Well easy if you know stuff about computers.
But only linux does it.
Beowolf is nice, but that's about taking 2 computers and making them into 1 single computer. Apps have to specificly programmed to use the cluster. It's mostly used for number crunching stuff like DNA research, astrological stuff and so on and so forth.
The EASY way is to use OpenMosix.
Instead of creating a single big machine you are combining the resources of 2 machines into a sort of SMP machine.
What happens is that you have threads. Each proccess is a thread and consumes computer resources, so what OpenMosix does is to migrate the threads from machine to machine to load balance.

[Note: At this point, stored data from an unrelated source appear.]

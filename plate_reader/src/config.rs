//! Command line configuration of the realtime plate reader.
//!
//! `ReaderCliArgs` is what clap parses; `ReaderConfig` is the validated form
//! the binary works with.

use std::path::PathBuf;

use anyhow::bail;
use anyhow::Result;
use clap::Parser;
use opencv::core::Size;

use crate::plate_detection::display::ESC_KEY;
use crate::plate_detection::plate_locator::LocatorParams;
use crate::plate_detection::tesseract_ocr::OcrConfig;
use crate::plate_detection::tesseract_ocr::PLATE_CHARACTERS;
use crate::plate_detection::video_reader::CaptureSource;

/// Reads license plates from a live video feed.
#[derive(Debug, Parser)]
#[command(name = "plate_reader_realtime", version)]
pub struct ReaderCliArgs {
    /// Camera index, `/dev/videoN` path, or video file / stream URI.
    #[arg(long, value_name = "SRC", env = "PLATE_READER_SOURCE", default_value = "0")]
    pub source: String,
    /// Requested capture width.
    #[arg(
        long,
        value_name = "PX",
        env = "PLATE_READER_CAPTURE_WIDTH",
        requires = "capture_height"
    )]
    pub capture_width: Option<i32>,
    /// Requested capture height.
    #[arg(
        long,
        value_name = "PX",
        env = "PLATE_READER_CAPTURE_HEIGHT",
        requires = "capture_width"
    )]
    pub capture_height: Option<i32>,
    #[arg(
        long,
        value_name = "TITLE",
        env = "PLATE_READER_WINDOW_TITLE",
        default_value = "License plate recognition"
    )]
    pub window_title: String,
    #[arg(long, value_name = "PX", env = "PLATE_READER_WINDOW_WIDTH", default_value_t = 800)]
    pub window_width: i32,
    #[arg(long, value_name = "PX", env = "PLATE_READER_WINDOW_HEIGHT", default_value_t = 600)]
    pub window_height: i32,
    /// Directory with the tesseract `*.traineddata` files.
    #[arg(long, value_name = "DIR", env = "PLATE_READER_TESSDATA")]
    pub tessdata: Option<PathBuf>,
    /// Tesseract language.
    #[arg(long, value_name = "LANG", env = "PLATE_READER_LANG", default_value = "eng")]
    pub lang: String,
    /// Characters the OCR is allowed to produce.
    #[arg(
        long,
        value_name = "CHARS",
        env = "PLATE_READER_WHITELIST",
        default_value = PLATE_CHARACTERS
    )]
    pub whitelist: String,
    /// Number of largest contours inspected per frame.
    #[arg(long, value_name = "N", env = "PLATE_READER_MAX_CANDIDATES", default_value_t = 10)]
    pub max_candidates: usize,
    /// Key code that closes the reader.
    #[arg(long, value_name = "CODE", env = "PLATE_READER_EXIT_KEY", default_value_t = ESC_KEY)]
    pub exit_key: i32,
    /// Limit the processing rate.
    #[arg(long, value_name = "FPS", env = "PLATE_READER_MAX_FPS")]
    pub max_fps: Option<u32>,
    /// Log filter used when RUST_LOG is not set.
    #[arg(long, value_name = "LEVEL", env = "PLATE_READER_LOG_LEVEL", default_value = "info")]
    pub log_level: String,
}

#[derive(Clone, Debug)]
pub struct ReaderConfig {
    pub source: CaptureSource,
    pub capture_size: Option<Size>,
    pub window_title: String,
    pub window_size: Size,
    pub ocr: OcrConfig,
    pub locator: LocatorParams,
    pub exit_key: i32,
    pub max_fps: Option<u32>,
    pub log_level: String,
}

impl TryFrom<ReaderCliArgs> for ReaderConfig {
    type Error = anyhow::Error;

    fn try_from(args: ReaderCliArgs) -> Result<Self> {
        if args.source.trim().is_empty() {
            bail!("--source must not be empty");
        }
        let source = match args.source.parse::<CaptureSource>() {
            Ok(source) => source,
            Err(never) => match never {},
        };

        let capture_size = match (args.capture_width, args.capture_height) {
            (Some(w), Some(h)) if w > 0 && h > 0 => Some(Size::new(w, h)),
            (None, None) => None,
            (Some(_), Some(_)) => bail!("Capture width and height must be positive integers"),
            _ => bail!("--capture-width and --capture-height go together"),
        };

        if args.window_width <= 0 || args.window_height <= 0 {
            bail!("Window width and height must be positive integers");
        }
        if args.lang.is_empty() {
            bail!("--lang must not be empty");
        }
        if args.whitelist.is_empty() {
            bail!("--whitelist must contain at least one character");
        }
        if args.max_candidates == 0 {
            bail!("--max-candidates must be at least 1");
        }
        if args.max_fps == Some(0) {
            bail!("--max-fps must be at least 1");
        }
        if !(0..=255).contains(&args.exit_key) {
            bail!("--exit-key must be a key code between 0 and 255");
        }

        let ocr = OcrConfig {
            data_path: args.tessdata,
            lang: args.lang,
            whitelist: args.whitelist,
            ..OcrConfig::default()
        };
        let locator = LocatorParams {
            max_candidates: args.max_candidates,
            ..LocatorParams::default()
        };

        Ok(Self {
            source,
            capture_size,
            window_title: args.window_title,
            window_size: Size::new(args.window_width, args.window_height),
            ocr,
            locator,
            exit_key: args.exit_key,
            max_fps: args.max_fps,
            log_level: args.log_level,
        })
    }
}

#[cfg(test)]
mod tests {
    use super::*;

    fn parse(args: &[&str]) -> Result<ReaderConfig> {
        let cli = ReaderCliArgs::try_parse_from(
            std::iter::once("plate_reader_realtime").chain(args.iter().copied()),
        )?;
        ReaderConfig::try_from(cli)
    }

    #[test]
    fn defaults_read_the_first_camera() {
        let config = parse(&[]).unwrap();

        assert_eq!(config.source, CaptureSource::Device(0));
        assert_eq!(config.capture_size, None);
        assert_eq!(config.window_size, Size::new(800, 600));
        assert_eq!(config.exit_key, 27);
        assert_eq!(config.ocr.lang, "eng");
        assert_eq!(config.ocr.engine_mode, 1);
        assert_eq!(config.ocr.whitelist, PLATE_CHARACTERS);
        assert_eq!(config.locator.max_candidates, 10);
        assert_eq!(config.max_fps, None);
    }

    #[test]
    fn source_accepts_files() {
        let config = parse(&["--source", "data/cars.mp4"]).unwrap();
        assert_eq!(
            config.source,
            CaptureSource::Uri("data/cars.mp4".to_string())
        );
    }

    #[test]
    fn capture_size_needs_both_sides() {
        assert!(parse(&["--capture-width", "1280"]).is_err());
        let config = parse(&["--capture-width", "1280", "--capture-height", "720"]).unwrap();
        assert_eq!(config.capture_size, Some(Size::new(1280, 720)));
    }

    #[test]
    fn rejects_invalid_values() {
        assert!(parse(&["--window-width", "0"]).is_err());
        assert!(parse(&["--max-candidates", "0"]).is_err());
        assert!(parse(&["--max-fps", "0"]).is_err());
        assert!(parse(&["--exit-key", "300"]).is_err());
        assert!(parse(&["--whitelist", ""]).is_err());
        assert!(parse(&["--source", " "]).is_err());
    }

    #[test]
    fn capture_size_must_be_positive() {
        let zero: &[&str] = &["--capture-width", "0", "--capture-height", "720"];
        let negative: &[&str] = &["--capture-width=-1", "--capture-height", "720"];
        for args in [zero, negative] {
            let err = parse(args).unwrap_err();
            assert!(
                err.to_string().contains("must be positive"),
                "unexpected error: {err}"
            );
        }
    }

    #[test]
    fn flags_fall_back_to_environment() {
        // No other test looks at the log level.
        std::env::set_var("PLATE_READER_LOG_LEVEL", "debug");
        let from_env = parse(&[]).unwrap();
        let from_flag = parse(&["--log-level", "warn"]).unwrap();
        std::env::remove_var("PLATE_READER_LOG_LEVEL");

        assert_eq!(from_env.log_level, "debug");
        assert_eq!(from_flag.log_level, "warn");
    }

    #[test]
    fn tessdata_and_language_reach_the_ocr() {
        let config = parse(&["--tessdata", "models", "--lang", "licence"]).unwrap();
        assert_eq!(config.ocr.data_path, Some(PathBuf::from("models")));
        assert_eq!(config.ocr.lang, "licence");
    }
}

So if your playing ut2004 it's not going to help much, since the game is a single thread and can only run on one proccessor at a time, HOWEVER:
If your running a webbrowser, compiling software, ripping cdroms, encoding a movie, running gimp AND playing ut2004 you can setup OpenMosix with a bunch of computers and they will load balance the proccessing power/memory across the entire cluster, buy moving the threads all over the network and they send the results of the proccessing back over the network to the machine were it originated from. All automagicly.
Ever heard of Knoppix?
Well it is a CDROM-based disto. A Linux OS on CD and it doesn't need a harddrive it just runs directly from the CDROM. Good stuff.
Well people have something similar, but modified to run OpenMosix, so what you do is connect a bunch of machines together and pop in the cdroms. They boot up and after a little bit of fiddling you have a OpenMosix cluster.
here is a example of somebody build a 6 motherboard Mosix cluster for serving a super lan Quake3 party.
Openmosix home
On the left hand collumn towards the bottom they have examples of some OpenMosix bootdisks you can use. Even one boots from a floppy.